── Dataset extract
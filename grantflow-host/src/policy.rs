//! Decision policy
//!
//! Maps what is known about one capability to the action the negotiation
//! session must take for it. The underlying OS API never says "permanently
//! denied" directly; it is inferred from "rationale not showable" plus
//! "already asked before". That inference is a heuristic, which is why the
//! policy is pluggable.

use grantflow_api::{Capability, LiveStatus};
use serde::Serialize;

/// Action required for one capability
#[derive(Debug, Clone, Copy, PartialEq, Eq, Hash, Serialize)]
#[serde(rename_all = "snake_case")]
pub enum Classification {
    /// Already granted (or the platform does not gate capabilities)
    SilentGrant,
    /// Soft-denied: show a justification before prompting again
    NeedsRationale,
    /// Never asked before: prompt directly
    NeedsDirectPrompt,
    /// Inferred "don't ask again": only a settings visit can help
    PermanentlyBlocked,
}

/// Inputs of a classification
#[derive(Debug, Clone, Copy)]
pub struct ClassifyContext<'a> {
    pub capability: &'a Capability,
    /// Live status from the host
    pub live_status: LiveStatus,
    /// Whether the host would show a rationale
    pub rationale_showable: bool,
    /// Whether the capability was prompted for before
    pub previously_requested: bool,
    /// Whether the platform gates capabilities at all
    pub gated: bool,
}

/// Classify one capability with the standard inference rules
pub fn classify(ctx: &ClassifyContext<'_>) -> Classification {
    if !ctx.gated || ctx.live_status.is_granted() {
        Classification::SilentGrant
    } else if ctx.rationale_showable {
        Classification::NeedsRationale
    } else if !ctx.previously_requested {
        Classification::NeedsDirectPrompt
    } else {
        Classification::PermanentlyBlocked
    }
}

/// Strategy trait for capability classification
///
/// Implementations must be pure: classifying the same context twice yields the
/// same answer.
///
/// # Example
///
/// ```rust
/// use grantflow_host::policy::{Classification, ClassifyContext, DecisionPolicy};
///
/// /// Never send users to settings for this app's optional extras
/// struct NoSettingsForExtras;
///
/// impl DecisionPolicy for NoSettingsForExtras {
///     fn classify(&self, ctx: &ClassifyContext<'_>) -> Classification {
///         match grantflow_host::policy::classify(ctx) {
///             Classification::PermanentlyBlocked
///                 if ctx.capability.as_str().starts_with("extra.") =>
///             {
///                 Classification::NeedsDirectPrompt
///             }
///             other => other,
///         }
///     }
/// }
/// ```
pub trait DecisionPolicy: Send + Sync {
    fn classify(&self, ctx: &ClassifyContext<'_>) -> Classification;
}

// ============================================================================
// Default Implementations
// ============================================================================

/// Standard policy: infers permanent blocks from "no rationale + asked before"
#[derive(Debug, Default)]
pub struct DefaultDecisionPolicy;

impl DecisionPolicy for DefaultDecisionPolicy {
    fn classify(&self, ctx: &ClassifyContext<'_>) -> Classification {
        classify(ctx)
    }
}

/// Policy that never infers a permanent block
///
/// For platform versions where the inference is known to misfire: a
/// capability that would be `PermanentlyBlocked` is prompted for directly
/// instead. If the OS really has it blocked, the prompt returns denied at once.
#[derive(Debug, Default)]
pub struct NoInferencePolicy;

impl DecisionPolicy for NoInferencePolicy {
    fn classify(&self, ctx: &ClassifyContext<'_>) -> Classification {
        match classify(ctx) {
            Classification::PermanentlyBlocked => Classification::NeedsDirectPrompt,
            other => other,
        }
    }
}
//! Tracing and logging support.
//!
//! Logs go to stderr so that stdout stays free for dialogs and the JSON
//! outcome.

use clap::ValueEnum;
use tracing::Subscriber;
use tracing_subscriber::layer::{Layer, SubscriberExt};
use tracing_subscriber::registry::LookupSpan;
use tracing_subscriber::util::SubscriberInitExt;
use tracing_subscriber::EnvFilter;

/// Tracing output format.
#[derive(Debug, Clone, Copy, PartialEq, Eq, ValueEnum)]
pub enum TracingFormat {
    /// Human-readable format with colors.
    Pretty,

    /// Compact format without colors (default).
    Compact,

    /// JSON format (recommended for log collection).
    Json,
}

/// Tracing configuration.
#[derive(Debug, Clone)]
pub struct TracingConfig {
    /// Log level filter.
    ///
    /// If None, uses RUST_LOG environment variable or defaults to "warn".
    pub level: Option<tracing::Level>,

    /// Output format.
    pub format: TracingFormat,

    /// Include timestamps in output.
    pub timestamps: bool,

    /// Include target module names in output.
    pub target: bool,
}

impl Default for TracingConfig {
    fn default() -> Self {
        Self {
            level: None,
            format: TracingFormat::Compact,
            timestamps: true,
            target: true,
        }
    }
}

impl TracingConfig {
    fn fmt_layer<S>(&self) -> Box<dyn Layer<S> + Send + Sync>
    where
        S: Subscriber + for<'a> LookupSpan<'a>,
    {
        let layer = tracing_subscriber::fmt::layer()
            .with_writer(std::io::stderr)
            .with_target(self.target);

        match (self.format, self.timestamps) {
            (TracingFormat::Pretty, true) => layer.pretty().boxed(),
            (TracingFormat::Pretty, false) => layer.pretty().without_time().boxed(),
            (TracingFormat::Compact, true) => layer.compact().boxed(),
            (TracingFormat::Compact, false) => layer.compact().without_time().boxed(),
            (TracingFormat::Json, true) => layer.json().boxed(),
            (TracingFormat::Json, false) => layer.json().without_time().boxed(),
        }
    }

    fn filter(&self) -> EnvFilter {
        match self.level {
            Some(level) => EnvFilter::new(level.to_string()),
            None => EnvFilter::try_from_default_env().unwrap_or_else(|_| EnvFilter::new("warn")),
        }
    }
}

/// Initialize tracing subscriber with custom configuration.
///
/// # Environment Variables
///
/// - `RUST_LOG=debug` - Enable debug logs
/// - `RUST_LOG=grantflow_host=debug` - Per-crate filtering
pub fn init_subscriber_with_config(config: TracingConfig) {
    tracing_subscriber::registry()
        .with(config.fmt_layer())
        .with(config.filter())
        .init();
}

#[cfg(test)]
mod tests {
    use super::*;

    #[test]
    fn test_default_config() {
        let config = TracingConfig::default();
        assert_eq!(config.format, TracingFormat::Compact);
        assert!(config.timestamps);
        assert!(config.target);
        assert!(config.level.is_none());
    }

    #[test]
    fn test_explicit_level_overrides_env() {
        let config = TracingConfig {
            level: Some(tracing::Level::DEBUG),
            ..Default::default()
        };
        assert_eq!(config.filter().to_string(), "debug");
    }
}
//! Interstitial provider: the host UI seam
//!
//! The negotiation session never renders anything itself. Rationale dialogs,
//! settings dialogs, the settings surface and the OS-level prompt are all
//! reached through the [`Interstitial`] trait, which host bindings implement.

use async_trait::async_trait;
use grantflow_api::{Capability, CapabilitySet, DialogText, PromptVerdict, UserChoice};
use std::collections::BTreeMap;
use std::io::{self, BufRead, Write};
use std::sync::{Arc, Mutex, PoisonError};
use thiserror::Error;
use tokio::sync::Notify;

/// Error type for interstitial operations
#[derive(Debug, Error)]
pub enum InterstitialError {
    #[error("Interstitial cannot be mounted: {0}")]
    Unavailable(String),

    #[error("I/O error: {0}")]
    Io(#[from] io::Error),
}

/// Trait for host-rendered prompts
///
/// Every method suspends the calling session, not the thread, until the user
/// answers. No timeout is applied; the user may take arbitrarily long.
///
/// # Example
///
/// ```rust
/// use async_trait::async_trait;
/// use grantflow_api::{Capability, CapabilitySet, DialogText, PromptVerdict, UserChoice};
/// use grantflow_host::interstitial::{Interstitial, InterstitialError};
/// use std::collections::BTreeMap;
///
/// struct AlwaysYes;
///
/// #[async_trait]
/// impl Interstitial for AlwaysYes {
///     fn is_available(&self) -> bool {
///         true
///     }
///
///     async fn show_rationale(
///         &self,
///         _dialog: &DialogText,
///         _capabilities: &CapabilitySet,
///     ) -> Result<UserChoice, InterstitialError> {
///         Ok(UserChoice::Accept)
///     }
///
///     async fn show_settings_prompt(
///         &self,
///         _dialog: &DialogText,
///         _capabilities: &CapabilitySet,
///     ) -> Result<UserChoice, InterstitialError> {
///         Ok(UserChoice::Accept)
///     }
///
///     async fn open_settings(&self) -> Result<(), InterstitialError> {
///         Ok(())
///     }
///
///     async fn prompt_for_capabilities(
///         &self,
///         capabilities: &CapabilitySet,
///     ) -> Result<BTreeMap<Capability, PromptVerdict>, InterstitialError> {
///         Ok(capabilities
///             .iter()
///             .map(|c| (c.clone(), PromptVerdict::Granted))
///             .collect())
///     }
/// }
/// ```
#[async_trait]
pub trait Interstitial: Send + Sync {
    /// Whether the host surface can mount prompts right now
    fn is_available(&self) -> bool;

    /// Show the justification dialog
    async fn show_rationale(
        &self,
        dialog: &DialogText,
        capabilities: &CapabilitySet,
    ) -> Result<UserChoice, InterstitialError>;

    /// Show the dialog offering a trip to the settings surface
    async fn show_settings_prompt(
        &self,
        dialog: &DialogText,
        capabilities: &CapabilitySet,
    ) -> Result<UserChoice, InterstitialError>;

    /// Hand off to the host settings surface; resolves when control returns
    async fn open_settings(&self) -> Result<(), InterstitialError>;

    /// Issue the OS-level multi-capability prompt. Capabilities missing from
    /// the returned map are treated as denied.
    async fn prompt_for_capabilities(
        &self,
        capabilities: &CapabilitySet,
    ) -> Result<BTreeMap<Capability, PromptVerdict>, InterstitialError>;
}

// ============================================================================
// Terminal Interstitial
// ============================================================================

/// Terminal-based interstitial
///
/// Renders dialogs on stdout and reads answers from stdin. The "settings
/// surface" is the user changing grants out of band and pressing Enter.
#[derive(Debug)]
pub struct TerminalInterstitial {
    /// Show the capability list under each dialog
    verbose: bool,
}

impl TerminalInterstitial {
    pub fn new() -> Self {
        Self { verbose: true }
    }

    /// Create a less verbose interstitial
    pub fn minimal() -> Self {
        Self { verbose: false }
    }

    fn format_capabilities(&self, capabilities: &CapabilitySet) -> String {
        capabilities
            .iter()
            .map(|c| format!("  - {}", c))
            .collect::<Vec<_>>()
            .join("\n")
    }

    async fn ask_dialog(
        &self,
        dialog: &DialogText,
        capabilities: &CapabilitySet,
    ) -> Result<UserChoice, InterstitialError> {
        {
            let mut stdout = io::stdout();
            writeln!(stdout)?;
            writeln!(stdout, "{}", dialog.message)?;
            if self.verbose {
                writeln!(stdout)?;
                writeln!(stdout, "{}", self.format_capabilities(capabilities))?;
            }
            writeln!(stdout)?;
            write!(
                stdout,
                "[y] {} / [n] {}: ",
                dialog.positive, dialog.negative
            )?;
            stdout.flush()?;
        }

        let input = read_line().await?;
        match input.trim().to_lowercase().as_str() {
            "y" | "yes" => Ok(UserChoice::Accept),
            _ => Ok(UserChoice::Decline),
        }
    }
}

impl Default for TerminalInterstitial {
    fn default() -> Self {
        Self::new()
    }
}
────
With the first line of the records as the start and the line holding "policy is pluggable." as the end, please copy exactly those lines and no others.

= Task solution =
filename grantflow-host/src/policy.rs
//! Decision policy
//!
//! Maps what is known about one capability to the action the negotiation
//! session must take for it. The underlying OS API never says "permanently
//! denied" directly; it is inferred from "rationale not showable" plus
//! "already asked before". That inference is a heuristic, which is why the
//! policy is pluggable.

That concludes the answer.